Dataset entries
+ + + +
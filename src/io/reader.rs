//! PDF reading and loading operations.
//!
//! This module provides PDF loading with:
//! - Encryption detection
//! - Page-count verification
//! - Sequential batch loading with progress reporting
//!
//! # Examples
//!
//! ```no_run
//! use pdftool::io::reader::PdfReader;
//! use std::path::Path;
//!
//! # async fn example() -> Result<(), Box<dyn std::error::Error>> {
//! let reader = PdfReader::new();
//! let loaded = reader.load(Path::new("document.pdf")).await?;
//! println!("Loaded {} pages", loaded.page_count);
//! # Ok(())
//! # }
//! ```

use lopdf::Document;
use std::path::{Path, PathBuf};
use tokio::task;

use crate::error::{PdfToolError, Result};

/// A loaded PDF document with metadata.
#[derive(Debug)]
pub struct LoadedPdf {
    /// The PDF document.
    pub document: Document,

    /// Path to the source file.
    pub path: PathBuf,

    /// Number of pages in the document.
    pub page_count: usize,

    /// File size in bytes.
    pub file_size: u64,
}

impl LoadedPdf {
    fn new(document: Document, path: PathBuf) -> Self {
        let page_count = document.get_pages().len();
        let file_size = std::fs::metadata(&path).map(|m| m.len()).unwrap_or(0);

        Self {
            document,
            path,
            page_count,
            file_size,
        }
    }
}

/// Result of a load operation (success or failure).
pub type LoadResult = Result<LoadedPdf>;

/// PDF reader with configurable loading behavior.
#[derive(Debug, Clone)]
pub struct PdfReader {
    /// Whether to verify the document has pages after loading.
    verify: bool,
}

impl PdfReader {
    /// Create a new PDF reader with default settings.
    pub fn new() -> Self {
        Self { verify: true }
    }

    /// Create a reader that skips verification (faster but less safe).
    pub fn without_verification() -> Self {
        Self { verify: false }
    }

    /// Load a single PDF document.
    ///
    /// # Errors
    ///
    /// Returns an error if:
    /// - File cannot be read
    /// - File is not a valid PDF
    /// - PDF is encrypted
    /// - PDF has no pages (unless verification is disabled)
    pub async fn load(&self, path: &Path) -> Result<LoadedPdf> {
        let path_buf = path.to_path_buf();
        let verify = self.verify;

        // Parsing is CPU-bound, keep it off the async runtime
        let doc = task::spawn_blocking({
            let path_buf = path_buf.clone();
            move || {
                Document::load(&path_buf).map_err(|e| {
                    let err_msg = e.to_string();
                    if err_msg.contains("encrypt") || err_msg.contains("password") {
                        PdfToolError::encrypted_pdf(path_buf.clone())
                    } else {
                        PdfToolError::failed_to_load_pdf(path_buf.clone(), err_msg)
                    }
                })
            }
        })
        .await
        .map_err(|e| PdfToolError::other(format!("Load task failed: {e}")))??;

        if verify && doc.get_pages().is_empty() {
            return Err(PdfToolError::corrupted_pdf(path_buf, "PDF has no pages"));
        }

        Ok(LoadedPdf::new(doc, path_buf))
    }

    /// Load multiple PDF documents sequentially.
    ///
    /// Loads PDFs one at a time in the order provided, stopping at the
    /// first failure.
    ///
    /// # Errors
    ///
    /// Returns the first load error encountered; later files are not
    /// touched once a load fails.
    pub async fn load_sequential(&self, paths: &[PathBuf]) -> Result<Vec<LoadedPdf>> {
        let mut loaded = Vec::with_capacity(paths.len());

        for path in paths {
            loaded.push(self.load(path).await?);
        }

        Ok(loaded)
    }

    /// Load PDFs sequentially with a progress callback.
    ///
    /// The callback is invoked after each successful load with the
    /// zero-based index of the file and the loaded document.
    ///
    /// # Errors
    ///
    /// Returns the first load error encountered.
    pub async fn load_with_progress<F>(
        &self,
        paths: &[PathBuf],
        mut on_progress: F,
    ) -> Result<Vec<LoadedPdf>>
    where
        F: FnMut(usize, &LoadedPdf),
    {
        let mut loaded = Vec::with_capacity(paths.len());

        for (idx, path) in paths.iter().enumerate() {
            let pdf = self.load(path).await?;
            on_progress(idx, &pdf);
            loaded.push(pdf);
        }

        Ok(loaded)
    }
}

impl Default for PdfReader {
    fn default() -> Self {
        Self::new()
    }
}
+ + + +
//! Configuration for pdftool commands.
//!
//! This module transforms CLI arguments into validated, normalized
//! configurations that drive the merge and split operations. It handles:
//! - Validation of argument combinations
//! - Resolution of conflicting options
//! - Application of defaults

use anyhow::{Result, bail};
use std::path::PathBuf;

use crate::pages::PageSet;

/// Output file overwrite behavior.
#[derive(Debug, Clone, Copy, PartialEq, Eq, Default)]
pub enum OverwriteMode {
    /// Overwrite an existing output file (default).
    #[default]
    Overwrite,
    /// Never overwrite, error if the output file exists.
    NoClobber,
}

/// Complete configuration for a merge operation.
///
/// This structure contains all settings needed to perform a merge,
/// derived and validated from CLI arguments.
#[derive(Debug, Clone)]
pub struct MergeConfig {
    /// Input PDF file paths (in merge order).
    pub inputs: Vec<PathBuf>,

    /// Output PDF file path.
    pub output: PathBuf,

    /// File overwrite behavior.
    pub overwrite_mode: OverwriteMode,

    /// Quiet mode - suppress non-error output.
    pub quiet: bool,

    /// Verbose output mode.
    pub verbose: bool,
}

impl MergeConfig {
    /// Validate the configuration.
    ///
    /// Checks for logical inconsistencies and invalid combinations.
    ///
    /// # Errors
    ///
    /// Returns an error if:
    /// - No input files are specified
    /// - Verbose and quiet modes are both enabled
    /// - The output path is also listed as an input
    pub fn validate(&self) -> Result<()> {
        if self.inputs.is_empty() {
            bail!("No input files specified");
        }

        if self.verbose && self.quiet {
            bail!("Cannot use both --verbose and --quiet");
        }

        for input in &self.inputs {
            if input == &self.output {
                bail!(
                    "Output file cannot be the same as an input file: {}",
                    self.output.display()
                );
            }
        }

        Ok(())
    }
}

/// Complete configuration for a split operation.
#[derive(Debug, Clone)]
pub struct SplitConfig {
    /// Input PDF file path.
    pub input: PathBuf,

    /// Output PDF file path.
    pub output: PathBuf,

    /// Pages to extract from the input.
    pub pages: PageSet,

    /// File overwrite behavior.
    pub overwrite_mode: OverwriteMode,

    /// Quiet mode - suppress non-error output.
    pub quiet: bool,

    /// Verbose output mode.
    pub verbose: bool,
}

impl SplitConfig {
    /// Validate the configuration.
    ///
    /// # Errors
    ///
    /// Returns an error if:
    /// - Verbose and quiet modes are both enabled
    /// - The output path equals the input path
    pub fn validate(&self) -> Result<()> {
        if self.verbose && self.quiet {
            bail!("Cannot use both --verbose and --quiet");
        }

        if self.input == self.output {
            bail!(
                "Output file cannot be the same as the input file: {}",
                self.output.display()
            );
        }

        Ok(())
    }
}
+ + + +
Find every line above that contains the word "task", and return each one.

[Problem solution]
use tokio::task;
        let doc = task::spawn_blocking({
        .map_err(|e| PdfToolError::other(format!("Load task failed: {e}")))??;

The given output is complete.